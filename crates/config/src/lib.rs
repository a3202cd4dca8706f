//! Configuration loading, validation, and management for ragline.
//!
//! Loads configuration from `~/.ragline/config.toml` with environment
//! variable overrides. Validates all settings at startup.

use serde::{Deserialize, Serialize};
use std::path::{Path, PathBuf};

/// The root configuration structure.
///
/// Maps directly to `~/.ragline/config.toml`.
#[derive(Clone, Serialize, Deserialize)]
pub struct AppConfig {
    /// API key for the generation backend
    #[serde(default, skip_serializing_if = "Option::is_none")]
    pub api_key: Option<String>,

    /// Base URL of the OpenAI-compatible backend
    #[serde(default = "default_base_url")]
    pub base_url: String,

    /// Default model used when a request names none
    #[serde(default = "default_model")]
    pub default_model: String,

    /// Per-stage generation settings
    #[serde(default)]
    pub generation: GenerationConfig,

    /// Retrieval settings
    #[serde(default)]
    pub retrieval: RetrievalConfig,

    /// Pipeline behavior settings
    #[serde(default)]
    pub pipeline: PipelineConfig,

    /// Conversation memory bounds
    #[serde(default)]
    pub memory: MemoryConfig,

    /// Stage system prompts
    #[serde(default)]
    pub prompts: PromptConfig,
}

fn default_base_url() -> String {
    "https://api.groq.com/openai/v1".into()
}
fn default_model() -> String {
    "llama3-8b-8192".into()
}

/// Redact a secret string for Debug output.
fn redact(s: &Option<String>) -> &'static str {
    match s {
        Some(_) => "[REDACTED]",
        None => "None",
    }
}

impl std::fmt::Debug for AppConfig {
    fn fmt(&self, f: &mut std::fmt::Formatter<'_>) -> std::fmt::Result {
        f.debug_struct("AppConfig")
            .field("api_key", &redact(&self.api_key))
            .field("base_url", &self.base_url)
            .field("default_model", &self.default_model)
            .field("generation", &self.generation)
            .field("retrieval", &self.retrieval)
            .field("pipeline", &self.pipeline)
            .field("memory", &self.memory)
            .finish_non_exhaustive()
    }
}

/// Settings for one generation stage.
#[derive(Debug, Clone, Serialize, Deserialize)]
pub struct StageConfig {
    /// Temperature for this stage
    pub temperature: f32,

    /// Cap on generated tokens
    pub max_tokens: u32,
}

/// Per-stage generation settings.
///
/// The first pass runs slightly warmer for natural phrasing; refinement runs
/// slightly cooler so the rewrite stays consistent with the draft.
#[derive(Debug, Clone, Serialize, Deserialize)]
pub struct GenerationConfig {
    #[serde(default = "default_first_pass_stage")]
    pub first_pass: StageConfig,

    #[serde(default = "default_refinement_stage")]
    pub refinement: StageConfig,
}

fn default_first_pass_stage() -> StageConfig {
    StageConfig {
        temperature: 0.4,
        max_tokens: 400,
    }
}
fn default_refinement_stage() -> StageConfig {
    StageConfig {
        temperature: 0.3,
        max_tokens: 400,
    }
}

impl Default for GenerationConfig {
    fn default() -> Self {
        Self {
            first_pass: default_first_pass_stage(),
            refinement: default_refinement_stage(),
        }
    }
}

/// Retrieval settings.
#[derive(Debug, Clone, Serialize, Deserialize)]
pub struct RetrievalConfig {
    /// How many passages callers get by default
    #[serde(default = "default_top_k")]
    pub top_k: usize,

    /// Minimum passages fetched per query regardless of the caller's
    /// `top_k` (queries answer better with wider context)
    #[serde(default = "default_top_k_floor")]
    pub top_k_floor: usize,
}

fn default_top_k() -> usize {
    5
}
fn default_top_k_floor() -> usize {
    8
}

impl Default for RetrievalConfig {
    fn default() -> Self {
        Self {
            top_k: default_top_k(),
            top_k_floor: default_top_k_floor(),
        }
    }
}

/// What to do when the refinement stage fails.
#[derive(Debug, Clone, Copy, Default, PartialEq, Eq, Serialize, Deserialize)]
#[serde(rename_all = "snake_case")]
pub enum RefinementFailurePolicy {
    /// Abort the whole query; the first-pass text is never surfaced.
    #[default]
    Fail,
    /// Degrade to the unrefined first-pass answer, recording the
    /// refinement stage as failed in the result.
    FallBackToFirstPass,
}

/// Pipeline behavior settings.
#[derive(Debug, Clone, Serialize, Deserialize)]
pub struct PipelineConfig {
    /// How many trailing history turns enter the prompt
    #[serde(default = "default_history_window")]
    pub history_window: usize,

    /// Refinement failure policy
    #[serde(default)]
    pub on_refinement_failure: RefinementFailurePolicy,
}

fn default_history_window() -> usize {
    5
}

impl Default for PipelineConfig {
    fn default() -> Self {
        Self {
            history_window: default_history_window(),
            on_refinement_failure: RefinementFailurePolicy::default(),
        }
    }
}

/// Conversation memory bounds.
#[derive(Debug, Clone, Serialize, Deserialize)]
pub struct MemoryConfig {
    /// Maximum conversations held before the least-recently-updated one
    /// is evicted
    #[serde(default = "default_max_conversations")]
    pub max_conversations: usize,

    /// Maximum exchanges kept per conversation (oldest dropped first)
    #[serde(default = "default_max_exchanges")]
    pub max_exchanges_per_conversation: usize,
}

fn default_max_conversations() -> usize {
    256
}
fn default_max_exchanges() -> usize {
    64
}

impl Default for MemoryConfig {
    fn default() -> Self {
        Self {
            max_conversations: default_max_conversations(),
            max_exchanges_per_conversation: default_max_exchanges(),
        }
    }
}

/// Stage system prompts.
#[derive(Clone, Serialize, Deserialize)]
pub struct PromptConfig {
    /// System directive for the grounded answering pass
    #[serde(default = "default_first_pass_prompt")]
    pub first_pass_system: String,

    /// System directive for the tone-rewriting pass
    #[serde(default = "default_refinement_prompt")]
    pub refinement_system: String,
}

impl std::fmt::Debug for PromptConfig {
    fn fmt(&self, f: &mut std::fmt::Formatter<'_>) -> std::fmt::Result {
        // The prompts are long; Debug shows lengths only.
        f.debug_struct("PromptConfig")
            .field("first_pass_system", &self.first_pass_system.len())
            .field("refinement_system", &self.refinement_system.len())
            .finish()
    }
}

fn default_first_pass_prompt() -> String {
    "You are a helpful, knowledgeable assistant who answers questions based on the provided document context.\n\n\
IMPORTANT GUIDELINES:\n\
1. Answer like a real person would - naturally, conversationally, and directly\n\
2. If the information is in the context, provide it clearly and accurately\n\
3. If the information is NOT in the context, say \"I don't see that information in the document\" or similar\n\
4. Don't make assumptions or guess - only use what's explicitly stated in the context\n\
5. Be concise but thorough - give complete answers without unnecessary verbosity\n\
6. For simple questions, give simple answers\n\
7. If someone asks \"ok\" or similar, just acknowledge it briefly or ask for clarification\n\n\
Remember: You're having a natural conversation, not writing a formal report."
        .into()
}

fn default_refinement_prompt() -> String {
    "You are helping to make responses more natural and conversational.\n\n\
Your job is to:\n\
1. Make the response sound like a real person talking\n\
2. Remove any robotic or overly formal language\n\
3. Keep it concise and direct\n\
4. Maintain all the important information\n\
5. Make it feel like a natural conversation\n\n\
Examples of what to fix:\n\
- \"Based on the provided context\" -> Just give the answer directly\n\
- \"The information indicates that\" -> Just state the fact\n\
- \"According to the document\" -> Remove this phrase\n\
- \"Here is the refined response:\" -> Remove this\n\n\
Make it sound like you're talking to a friend, not writing a report."
        .into()
}

impl Default for PromptConfig {
    fn default() -> Self {
        Self {
            first_pass_system: default_first_pass_prompt(),
            refinement_system: default_refinement_prompt(),
        }
    }
}

impl AppConfig {
    /// Load configuration from the default path (~/.ragline/config.toml).
    ///
    /// Also checks environment variables:
    /// - `RAGLINE_API_KEY` (highest priority), then `GROQ_API_KEY`
    /// - `RAGLINE_MODEL` overrides the default model
    /// - `RAGLINE_BASE_URL` overrides the backend URL
    pub fn load() -> Result<Self, ConfigError> {
        let config_path = Self::config_dir().join("config.toml");
        let mut config = Self::load_from(&config_path)?;

        if config.api_key.is_none() {
            config.api_key = std::env::var("RAGLINE_API_KEY")
                .ok()
                .or_else(|| std::env::var("GROQ_API_KEY").ok());
        }

        if let Ok(model) = std::env::var("RAGLINE_MODEL") {
            config.default_model = model;
        }

        if let Ok(url) = std::env::var("RAGLINE_BASE_URL") {
            config.base_url = url;
        }

        Ok(config)
    }

    /// Load configuration from a specific file path.
    pub fn load_from(path: &Path) -> Result<Self, ConfigError> {
        if !path.exists() {
            tracing::info!("No config file found at {}, using defaults", path.display());
            return Ok(Self::default());
        }

        let content = std::fs::read_to_string(path).map_err(|e| ConfigError::ReadError {
            path: path.to_path_buf(),
            reason: e.to_string(),
        })?;

        let config: Self = toml::from_str(&content).map_err(|e| ConfigError::ParseError {
            path: path.to_path_buf(),
            reason: e.to_string(),
        })?;

        config.validate()?;
        Ok(config)
    }

    /// Get the configuration directory path.
    pub fn config_dir() -> PathBuf {
        dirs_home().join(".ragline")
    }

    /// Validate the configuration.
    pub fn validate(&self) -> Result<(), ConfigError> {
        for (stage, cfg) in [
            ("first_pass", &self.generation.first_pass),
            ("refinement", &self.generation.refinement),
        ] {
            if cfg.temperature < 0.0 || cfg.temperature > 2.0 {
                return Err(ConfigError::ValidationError(format!(
                    "{stage} temperature must be between 0.0 and 2.0"
                )));
            }
            if cfg.max_tokens == 0 {
                return Err(ConfigError::ValidationError(format!(
                    "{stage} max_tokens must be > 0"
                )));
            }
        }

        if self.retrieval.top_k == 0 {
            return Err(ConfigError::ValidationError("top_k must be > 0".into()));
        }

        if self.pipeline.history_window == 0 {
            return Err(ConfigError::ValidationError(
                "history_window must be > 0".into(),
            ));
        }

        if self.memory.max_conversations == 0 || self.memory.max_exchanges_per_conversation == 0 {
            return Err(ConfigError::ValidationError(
                "memory bounds must be > 0".into(),
            ));
        }

        Ok(())
    }

    /// Check if an API key is available (from config or environment).
    pub fn has_api_key(&self) -> bool {
        self.api_key.is_some()
    }
}

impl Default for AppConfig {
    fn default() -> Self {
        Self {
            api_key: None,
            base_url: default_base_url(),
            default_model: default_model(),
            generation: GenerationConfig::default(),
            retrieval: RetrievalConfig::default(),
            pipeline: PipelineConfig::default(),
            memory: MemoryConfig::default(),
            prompts: PromptConfig::default(),
        }
    }
}

/// Get the user's home directory.
fn dirs_home() -> PathBuf {
    #[cfg(target_os = "windows")]
    {
        std::env::var("USERPROFILE")
            .map(PathBuf::from)
            .unwrap_or_else(|_| PathBuf::from("C:\\Users\\Default"))
    }
    #[cfg(not(target_os = "windows"))]
    {
        std::env::var("HOME")
            .map(PathBuf::from)
            .unwrap_or_else(|_| PathBuf::from("/tmp"))
    }
}

/// Configuration errors.
#[derive(Debug, thiserror::Error)]
pub enum ConfigError {
    #[error("Failed to read config file at {path}: {reason}")]
    ReadError { path: PathBuf, reason: String },

    #[error("Failed to parse config file at {path}: {reason}")]
    ParseError { path: PathBuf, reason: String },

    #[error("Configuration validation failed: {0}")]
    ValidationError(String),
}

(Task requirements) Scan the records for the string "GenerationConfig" and report each line where it occurs.

(Expected answer)
    pub generation: GenerationConfig,
pub struct GenerationConfig {
impl Default for GenerationConfig {
            generation: GenerationConfig::default(),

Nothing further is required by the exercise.